Autre star absolument incontournable, Li Xianglan a la particularité d'avoir eu le destin le plus mouvementé. Née en Mandchourie de parents japonais, Yoshiko Ōtaka mena tout d'abord une carrière en Chine au service de la propagande nippone, incarnant des jeunes filles chinoises nationalistes découvrant l'amour dans les bras de l'occupant, au gré de scenarii très politiques et pas vraiment féministes. Ceci ne l'empêcha nullement de gagner une rapide popularité malgré son statut très controversé, notoriété que l'on entend à travers ses irrésistibles chansons portées par sa voix de colorature, depuis l'incontournable Shina no yoru (Nuits de Chine), déjà popularisé au Japon par Hamako Watanabe, et repris plus tard en Chinois par Yao Lee; à sa reprise de Tian Ya Ge Nu, en passant par Le Second rêveLa Vendeuse de bonbonsKong Gui Can Meng, Xin Qu et Ge Wu Jin Xiao, bien que sa plus belle réussite reste l'indépassable Ye Lai Xiang. Ayant échappé de peu à une condamnation à mort pour trahison à la fin de la guerre (mais ayant toujours eu la nationalité japonaise, elle ne pouvait être officiellement "traître à la patrie chinoise"), elle tenta ensuite une vaine carrière à Hollywood sous le pseudonyme "Shirley Yamaguchi", se contentant de rôles transparents dans des films médiocres, dont House of Bamboo et l'infâme Navy Wife, dans lequel Joan Bennett tente d'apprendre à ses domestiques nippons comment faire marcher des ustensiles ménagers... De retour au Japon, elle mena une carrière politique et continue aujourd'hui encore de regretter son rôle prégnant dans la propagande nippone en temps de guerre.


2 ~ Yao Lee (姚莉)

Elle aussi toujours là pour témoigner des beaux jours de la chanson chinoise, Yao Lee est sans doute celle de cette liste qui eut le registre les plus étoffé, puisque après s'être fait connaître pour sa "Voix d'Argent" dans les années 1940, elle changea de tessiture une fois exilée à Hong Kong, afin de mieux correspondre aux standards américains qui faisaient alors fureur, en prenant notamment modèle sur Patti Page.

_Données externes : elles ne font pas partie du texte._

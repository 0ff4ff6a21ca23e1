//! # Error Types
//!
//! Admission errors come in two kinds. Structural errors mean the document is
//! not a ruleset at all. Semantic errors mean it is a well-formed ruleset
//! that reaches outside the constitution or its own declarations. Both are
//! fatal and deterministic for the same bytes, so nothing here is retried.

use thiserror::Error;

use crate::template::TemplateId;

/// Classification used by callers that report errors upstream.
#[derive(Debug, Clone, Copy, PartialEq, Eq)]
pub enum ErrorKind {
    Structural,
    Semantic,
}

/// A ruleset document failed one of the admission gates.
#[derive(Error, Debug, Clone, PartialEq, Eq)]
pub enum AdmissionError {
    /// The bytes are not JSON.
    #[error("ruleset is not valid JSON: {0}")]
    MalformedJson(String),

    /// The JSON does not have the closed `control_ruleset_v0` shape.
    #[error("ruleset failed structural admission at {path}: {detail}")]
    Structural { path: String, detail: String },

    /// `action_code` is not in the action taxonomy.
    #[error("action_code not in AO taxonomy: {code}")]
    UnknownActionCode { code: String },

    /// An `inputs_used` entry is not an allowed input path.
    #[error("inputs_used contains a disallowed path: {path}")]
    DisallowedInputPath { path: String },

    /// A rule uses a template the ruleset did not list in `allowed_template_ids`.
    #[error("rule {rule_id}: template_id {template_id} is not in allowed_template_ids")]
    TemplateNotAllowed { rule_id: String, template_id: TemplateId },

    /// A rule declares one template and embeds another.
    #[error("rule {rule_id}: template_id {declared} does not match expr.template_id {embedded}")]
    TemplateMismatch {
        rule_id: String,
        declared: TemplateId,
        embedded: TemplateId,
    },

    /// A rule reads a field path missing from `inputs_used`.
    #[error("rule {rule_id}: expr references field_path not declared in inputs_used: {path}")]
    UndeclaredFieldPath { rule_id: String, path: String },
}

impl AdmissionError {
    /// Stable machine-readable code, as recorded in `INVALID` load results.
    pub fn code(&self) -> &'static str {
        match self {
            Self::MalformedJson(_) => "RULESET_JSON_INVALID",
            Self::Structural { .. } => "RULESET_ADMISSION_INVALID",
            Self::UnknownActionCode { .. } => "AO_ACTION_CODE_NOT_ALLOWED",
            Self::DisallowedInputPath { .. } => "INPUT_PATH_NOT_ALLOWED",
            Self::TemplateNotAllowed { .. } => "TEMPLATE_ID_NOT_ALLOWED",
            Self::TemplateMismatch { .. } => "TEMPLATE_ID_MISMATCH",
            Self::UndeclaredFieldPath { .. } => "INPUT_PATH_NOT_DECLARED_IN_INPUTS_USED",
        }
    }

    pub fn kind(&self) -> ErrorKind {
        match self {
            Self::MalformedJson(_) | Self::Structural { .. } => ErrorKind::Structural,
            Self::UnknownActionCode { .. }
            | Self::DisallowedInputPath { .. }
            | Self::TemplateNotAllowed { .. }
            | Self::TemplateMismatch { .. }
            | Self::UndeclaredFieldPath { .. } => ErrorKind::Semantic,
        }
    }
}

/// Constitution lookups and table loading.
#[derive(Error, Debug, Clone, PartialEq, Eq)]
pub enum ConstitutionError {
    #[error("unknown action code: {code}")]
    UnknownActionCode { code: String },

    #[error("disallowed input path: {path}")]
    DisallowedPath { path: String },

    #[error("invalid constitution table: {0}")]
    InvalidTable(String),
}

impl From<ConstitutionError> for AdmissionError {
    fn from(err: ConstitutionError) -> Self {
        match err {
            ConstitutionError::UnknownActionCode { code } => Self::UnknownActionCode { code },
            ConstitutionError::DisallowedPath { path } => Self::DisallowedInputPath { path },
            ConstitutionError::InvalidTable(detail) => Self::Structural {
                path: "(constitution)".to_string(),
                detail,
            },
        }
    }
}

/// Evaluation refused before any rule was matched.
#[derive(Error, Debug, Clone, PartialEq, Eq)]
pub enum KernelError {
    /// The ruleset's action is not among the permission set's candidate actions.
    #[error("action_code {action_code} is not in permission_set.candidate_actions")]
    ActionNotPermitted { action_code: String },
}

impl KernelError {
    pub fn code(&self) -> &'static str {
        match self {
            Self::ActionNotPermitted { .. } => "ACTION_CODE_NOT_IN_PERMISSION_SET",
        }
    }
}

/// An assembled verdict does not satisfy the closed `control_verdict_v0`
/// contract. Always a bug in whatever produced the verdict.
#[derive(Error, Debug, Clone, PartialEq, Eq)]
pub enum VerdictContractError {
    #[error("verdict violates control_verdict_v0 at {path}: {detail}")]
    Schema { path: String, detail: String },

    #[error("verdict subjectRef names no subject")]
    EmptySubject,

    #[error("verdict window is not well formed: startTs={start_ts}, endTs={end_ts}")]
    InvalidWindow { start_ts: i64, end_ts: i64 },

    /// Neither the `MISSING` sentinel nor a `sha256:<64 hex>` file ref.
    #[error("verdict ruleset_ref {ruleset_ref:?} is not a sha256 content ref")]
    InvalidRulesetRef { ruleset_ref: String },

    #[error("verdict could not be serialized: {0}")]
    Serialization(String),
}
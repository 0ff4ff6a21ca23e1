//! # Evaluation Harness
//!
//! One entry point from a ruleset file to a contract-checked verdict.
//!
//! - `MISSING` / `INVALID`: a synthetic `UNDETERMINED` verdict. The kernel
//!   is never called on a ruleset that was not admitted.
//! - `APPLIED`: `subjectRef` and `window` are merged into the problem state
//!   as opaque anchors, the snapshot is projected, the kernel runs, and the
//!   verdict is stamped with the ruleset ref and status.
//!
//! Every verdict, synthetic or not, is re-parsed against
//! `control_verdict_v0` before it is returned.

use std::path::Path;

use serde::{Deserialize, Serialize};
use serde_json::{Map, Value};

use geox_control::kernel::{self, VerdictAnchors};
use geox_control::{
    project, Constitution, ControlVerdict, ProjectionInputs, RulesetStatus, VerdictStamp,
};
use geox_core::{SubjectRef, TimeWindow};

use crate::error::HarnessError;
use crate::loader::{load_ruleset, RulesetLoadResult};

/// Caller-supplied evaluation input.
#[derive(Debug, Clone, PartialEq, Serialize, Deserialize)]
#[serde(deny_unknown_fields)]
pub struct EvaluateInput {
    #[serde(rename = "subjectRef")]
    pub subject_ref: SubjectRef,
    pub window: TimeWindow,
    pub action_code: String,
    #[serde(rename = "problemState")]
    pub problem_state: Value,
    #[serde(rename = "uncertaintyEnvelope", default)]
    pub uncertainty_envelope: Value,
    #[serde(rename = "permissionSet", default)]
    pub permission_set: Value,
}

impl EvaluateInput {
    fn anchors(&self) -> VerdictAnchors {
        VerdictAnchors {
            subject_ref: self.subject_ref.clone(),
            window: self.window,
        }
    }

    /// Problem state with `subjectRef` and `window` overwritten by the
    /// input anchors. A non-object problem state is treated as empty.
    fn anchored_problem_state(&self) -> Result<Value, HarnessError> {
        let mut merged = match &self.problem_state {
            Value::Object(map) => map.clone(),
            _ => Map::new(),
        };
        let subject = serde_json::to_value(&self.subject_ref).map_err(contract_serialization)?;
        let window = serde_json::to_value(self.window).map_err(contract_serialization)?;
        merged.insert("subjectRef".to_string(), subject);
        merged.insert("window".to_string(), window);
        Ok(Value::Object(merged))
    }
}

fn contract_serialization(e: serde_json::Error) -> HarnessError {
    HarnessError::Contract(geox_control::VerdictContractError::Serialization(e.to_string()))
}

#[derive(Debug, Clone, PartialEq, Eq, Serialize)]
pub struct EvaluateResult {
    pub verdict: ControlVerdict,
    /// Mirrors `verdict.ruleset_status`.
    pub ruleset_status: RulesetStatus,
}

/// Evaluate with a fresh verdict id and the current time.
pub fn evaluate(
    path: &Path,
    input: &EvaluateInput,
    constitution: &Constitution,
) -> Result<EvaluateResult, HarnessError> {
    evaluate_with_stamp(path, input, constitution, VerdictStamp::now())
}

/// Evaluate with a caller-supplied stamp. Same bytes, same input and same
/// stamp always give the same result.
pub fn evaluate_with_stamp(
    path: &Path,
    input: &EvaluateInput,
    constitution: &Constitution,
    stamp: VerdictStamp,
) -> Result<EvaluateResult, HarnessError> {
    let loaded = load_ruleset(path, constitution)?;
    evaluate_loaded(&loaded, input, constitution, stamp)
}

/// Evaluate against an already resolved ruleset.
pub fn evaluate_loaded(
    loaded: &RulesetLoadResult,
    input: &EvaluateInput,
    constitution: &Constitution,
    stamp: VerdictStamp,
) -> Result<EvaluateResult, HarnessError> {
    let status = loaded.status();
    let assembled = match loaded {
        RulesetLoadResult::Applied { ruleset_ref, ruleset } => {
            let problem_state = input.anchored_problem_state()?;
            let snapshot = project(
                constitution,
                ProjectionInputs {
                    problem_state: &problem_state,
                    uncertainty_envelope: &input.uncertainty_envelope,
                    permission_set: &input.permission_set,
                },
            );
            let mut verdict = kernel::evaluate(ruleset, &snapshot, &input.anchors(), stamp)?
                .into_control_verdict();
            verdict.ruleset_ref = Some(ruleset_ref.clone());
            verdict.ruleset_status = Some(status);
            verdict
        }
        RulesetLoadResult::Missing | RulesetLoadResult::Invalid { .. } => ControlVerdict::synthetic(
            stamp,
            input.subject_ref.clone(),
            input.window,
            input.action_code.clone(),
            loaded.ruleset_ref(),
            status,
        ),
    };

    let verdict = assembled.revalidate()?;
    Ok(EvaluateResult {
        verdict,
        ruleset_status: status,
    })
}

/// Best-effort check: `false` when the file is missing, unreadable or not
/// admissible. Not for control decisions.
pub fn is_ruleset_file(path: &Path, constitution: &Constitution) -> bool {
    matches!(load_ruleset(path, constitution), Ok(RulesetLoadResult::Applied { .. }))
}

Ainsi, dans la première partie de sa carrière, on remarquera notamment Tong Ming Yuan Yang et Chun De Meng, la version chinoise de Shina no yoru, mais surtout le réjouissant Rose I Love You qui suffit à me mettre de bonne humeur le matin. Quant à ses chansons plus occidentales, je conserve beaucoup d'affection pour Yi Qu Nan Wang, Ai De Guang Rong, Wu Ban Lei Ying pour les plus jazzy, ou encore Ai De Kai Shi, pour les amateurs de petites kitscheries 1950's. Avec ces nombreux succès à son actif, elle reste l'une des plus grandes chanteuses de ces années-là, et l'une des plus prolifiques, aussi.


1 ~ Zhou Xuan (周璇)

Forcément. Obligatoirement. Incontestablement. Zhou Xuan restera à jamais la plus grande star chinoise du XXe siècle. Actrice formidable doublée d'une chanteuse exceptionnelle, d'où son surnom de "Voix d'Or", Zhou Xuan est sans aucun doute la plus fascinante d'entre toutes, depuis ses malheurs personnels à son aura rayonnante, en passant par tous ces films incontournables pour tout cinéphile qui se respecte, avec en point d'orgue Malu tianshi (Les Anges du boulevard), où elle incarne une jeune fille des bas quartiers en proie aux difficultés de la vie, et plus encore Qing gong mi shi (L'histoire secrète de la cour des Qing), le sommet de sa carrière, où elle joue la tragique concubine Zhen favorable à une modernisation du pays, contrairement à la terrible impératrice Cixi qui tente coûte que coûte de conserver le pouvoir pour son usage personnel. Dans ce film, Zhou Xuan est absolument irrésistible, faisant preuve de légèreté dans les scènes qui la voient revêtir des pantalons ou se servir d'un appareil photo au beau milieu de cette cour étouffante, avant d'être divinement sublime dans sa grande scène finale, tout cela sans jamais oublier de crever l'écran. Mais si j'aime autant cette artiste d'exception, c'est aussi parce que ses chansons comptent parmi les meilleures de ma collection, au point qu'il m'est difficile de dresser une liste exhaustive de ses plus grands succès tant j'ai tendance à tout aimer d'elle, depuis ses airs traditionnels comme l'incontournable Tian Ya Ge Nu, sa chanson phare, ou sa Chanson des Quatre Saisons, à ses airs plus typiquement issus du shidaiqu, tels Bu Bian De Xin, Nightlife in Shanghai, Les Feuilles jaunes de l'Automne, Les Matins désagréables, Ke Ai De Zao Chen (poke Edvard), L'envol du phœnix, Qian Cheng Wan Li, ou encore Le Printemps dans une ruelle sombre et Clair de Lune. Et puis, on peut encore entendre Zhou Xuan dans le plus beau film de ces dernières années, un petit quelque chose du nom de... In The Mood for Love, ce qui est plus que jamais signe d'une très grande classe!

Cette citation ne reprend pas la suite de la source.